Update Klasemen Sementara BRI Super League 2025-2026
SBOBET88 – Paruh musim BRI Super League 2025-2026 terus menyajikan drama dan kejutan. Setelah melalui 13 pekan pertandingan, persaingan di papan atas semakin ketat, sementara tim-tim di bawah harus berjuang ekstra keras untuk menjauhi ancaman degradasi. Perubahan posisi terjadi hampir setiap minggunya, memastikan bahwa setiap pertandingan selalu krusial.
Hingga pekan ini, tiga klub menunjukkan konsistensi luar biasa dan berhasil menguasai posisi teratas klasemen. Borneo FC dari Samarinda masih kokoh di posisi puncak dengan perolehan 33 poin dari 13 pertandingan. Mereka menunjukkan performa paling dominan musim ini dengan 11 kemenangan dan hanya menelan dua kekalahan, serta mencatatkan selisih gol yang impresif.
Mengejar di belakangnya, ada Persija Jakarta yang menduduki peringkat kedua dengan 29 poin dari jumlah laga yang sama. Tim Macan Kemayoran membuktikan diri sebagai penantang serius dengan kekuatan lini serang yang produktif.
Melengkapi trio elit ini adalah Persib Bandung di posisi ketiga. Meskipun baru memainkan 12 pertandingan, Maung Bandung telah mengumpulkan 28 poin. Dengan satu laga tunda di tangan, Persib memiliki potensi besar untuk merangsek lebih dekat ke puncak, membuat persaingan merebut gelar paruh musim semakin memanas.
Di sisi lain tabel, perjuangan keras dialami oleh tim-tim yang terperosok di zona degradasi. Saat ini, dua klub menempati posisi paling rentan, yakni peringkat ke-17 dan ke-18.
Semen Padang FC berada di urutan kedua dari bawah, yaitu posisi ke-17. Tim promosi ini baru mengumpulkan 7 poin dari 13 laga yang telah dimainkan, dengan rekor hanya dua kali menang dan satu kali seri. Mereka harus segera menemukan formula kemenangan jika ingin bertahan di kasta tertinggi.

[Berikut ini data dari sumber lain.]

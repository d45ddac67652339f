//! Servers, projects, tasks and email templates.
//!
//! Tasks are owned by a project and named `{project}_{nickname}` at creation;
//! updates rewrite every editable column but never the name. Deleting a task
//! cascades to its records and results through the foreign keys.

use super::Database;
use crate::model::{NewServer, ProjectRow, ServerRow, TaskDraft, TaskRow};
use anyhow::Result;

const TASK_COLUMNS: &str = "id, project_id, nickname, name, info, command, result_statistics,
     crontab, scheduler_enable, email_receivers, email_notification_enable,
     email_body, email_attachments";

impl Database {
    pub(super) async fn create_server(&self, server: &NewServer) -> Result<ServerRow> {
        let row = sqlx::query_as::<_, ServerRow>(
            "INSERT INTO servers (host, username, password, workspace, info)
             VALUES ($1, $2, $3, $4, $5)
             RETURNING id, host, username, password, workspace, info",
        )
        .bind(&server.host)
        .bind(&server.username)
        .bind(&server.password)
        .bind(&server.workspace)
        .bind(&server.info)
        .fetch_one(&self.pool)
        .await?;
        Ok(row)
    }

    pub(super) async fn server_by_id(&self, id: i64) -> Result<Option<ServerRow>> {
        let row = sqlx::query_as::<_, ServerRow>(
            "SELECT id, host, username, password, workspace, info FROM servers WHERE id = $1",
        )
        .bind(id)
        .fetch_optional(&self.pool)
        .await?;
        Ok(row)
    }

    pub(super) async fn create_project(
        &self,
        server_id: i64,
        name: &str,
        info: &str,
    ) -> Result<ProjectRow> {
        let row = sqlx::query_as::<_, ProjectRow>(
            "INSERT INTO projects (server_id, name, info) VALUES ($1, $2, $3)
             RETURNING id, server_id, name, info",
        )
        .bind(server_id)
        .bind(name)
        .bind(info)
        .fetch_one(&self.pool)
        .await?;
        Ok(row)
    }

    pub(super) async fn project_by_id(&self, id: i64) -> Result<Option<ProjectRow>> {
        let row = sqlx::query_as::<_, ProjectRow>(
            "SELECT id, server_id, name, info FROM projects WHERE id = $1",
        )
        .bind(id)
        .fetch_optional(&self.pool)
        .await?;
        Ok(row)
    }

    pub(super) async fn all_projects(&self) -> Result<Vec<ProjectRow>> {
        let rows = sqlx::query_as::<_, ProjectRow>(
            "SELECT id, server_id, name, info FROM projects ORDER BY id",
        )
        .fetch_all(&self.pool)
        .await?;
        Ok(rows)
    }

    pub(super) async fn tasks_of_project(&self, project_id: i64) -> Result<Vec<TaskRow>> {
        let sql = format!(
            "SELECT {} FROM tasks WHERE project_id = $1 ORDER BY id",
            TASK_COLUMNS
        );
        let rows = sqlx::query_as::<_, TaskRow>(&sql)
            .bind(project_id)
            .fetch_all(&self.pool)
            .await?;
        Ok(rows)
    }

    pub(super) async fn task_by_id(&self, id: i64) -> Result<Option<TaskRow>> {
        let sql = format!("SELECT {} FROM tasks WHERE id = $1", TASK_COLUMNS);
        let row = sqlx::query_as::<_, TaskRow>(&sql)
            .bind(id)
            .fetch_optional(&self.pool)
            .await?;
        Ok(row)
    }

    pub(super) async fn task_by_name(&self, name: &str) -> Result<Option<TaskRow>> {
        let sql = format!("SELECT {} FROM tasks WHERE name = $1", TASK_COLUMNS);
        let row = sqlx::query_as::<_, TaskRow>(&sql)
            .bind(name)
            .fetch_optional(&self.pool)
            .await?;
        Ok(row)
    }

    pub(super) async fn create_task(
        &self,
        project_id: i64,
        name: &str,
        draft: &TaskDraft,
    ) -> Result<TaskRow> {
        let sql = format!(
            "INSERT INTO tasks (project_id, name, nickname, info, command, result_statistics,
                                crontab, scheduler_enable, email_receivers,
                                email_notification_enable, email_body, email_attachments)
             VALUES ($1, $2, $3, $4, $5, $6, $7, $8, $9, $10, $11, $12)
             RETURNING {}",
            TASK_COLUMNS
        );
        let row = sqlx::query_as::<_, TaskRow>(&sql)
            .bind(project_id)
            .bind(name)
            .bind(&draft.nickname)
            .bind(&draft.info)
            .bind(&draft.command)
            .bind(&draft.result_statistics)
            .bind(&draft.crontab)
            .bind(draft.scheduler_enable)
            .bind(&draft.email_receivers)
            .bind(draft.email_notification_enable)
            .bind(&draft.email_body)
            .bind(&draft.email_attachments)
            .fetch_one(&self.pool)
            .await?;
        Ok(row)
    }

    pub(super) async fn overwrite_task(&self, id: i64, draft: &TaskDraft) -> Result<Option<TaskRow>> {
        let sql = format!(
            "UPDATE tasks SET nickname = $2, info = $3, command = $4, result_statistics = $5,
                    crontab = $6, scheduler_enable = $7, email_receivers = $8,
                    email_notification_enable = $9, email_body = $10, email_attachments = $11
             WHERE id = $1
             RETURNING {}",
            TASK_COLUMNS
        );
        let row = sqlx::query_as::<_, TaskRow>(&sql)
            .bind(id)
            .bind(&draft.nickname)
            .bind(&draft.info)
            .bind(&draft.command)
            .bind(&draft.result_statistics)
            .bind(&draft.crontab)
            .bind(draft.scheduler_enable)
            .bind(&draft.email_receivers)
            .bind(draft.email_notification_enable)
            .bind(&draft.email_body)
            .bind(&draft.email_attachments)
            .fetch_optional(&self.pool)
            .await?;
        Ok(row)
    }

    pub(super) async fn remove_task(&self, id: i64) -> Result<bool> {
        let result = sqlx::query("DELETE FROM tasks WHERE id = $1")
            .bind(id)
            .execute(&self.pool)
            .await?;
        Ok(result.rows_affected() > 0)
    }

    pub(super) async fn newest_email_template(&self) -> Result<Option<String>> {
        let body: Option<String> = sqlx::query_scalar(
            "SELECT body_html FROM email_templates ORDER BY created_at DESC, id DESC LIMIT 1",
        )
        .fetch_optional(&self.pool)
        .await?;
        Ok(body)
    }

    pub(super) async fn create_email_template(&self, body_html: &str) -> Result<i64> {
        let id: i64 =
            sqlx::query_scalar("INSERT INTO email_templates (body_html) VALUES ($1) RETURNING id")
                .bind(body_html)
                .fetch_one(&self.pool)
                .await?;
        Ok(id)
    }
}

Sementara itu, Persis Surakarta terdampar sebagai juru kunci di posisi ke-18 dengan koleksi 7 poin, sama seperti Semen Padang. Namun, selisih gol yang lebih buruk menempatkan Laskar Sambernyawa di dasar klasemen. Mereka baru memenangkan satu pertandingan sepanjang musim, sebuah catatan yang sangat mengkhawatirkan dan menuntut evaluasi besar-besaran agar tidak menjadi tim yang sekadar “numpang lewat” di Super League.
Sementara Arema FC saat ini berada di posisi ke-10 klasemen sementara dengan perolehan 17 poin dari 13 pertandingan. Posisi ini menempatkan Arema FC di papan tengah, jauh dari hiruk pikuk persaingan juara, tetapi juga cukup aman dari ancaman zona degradasi untuk saat ini.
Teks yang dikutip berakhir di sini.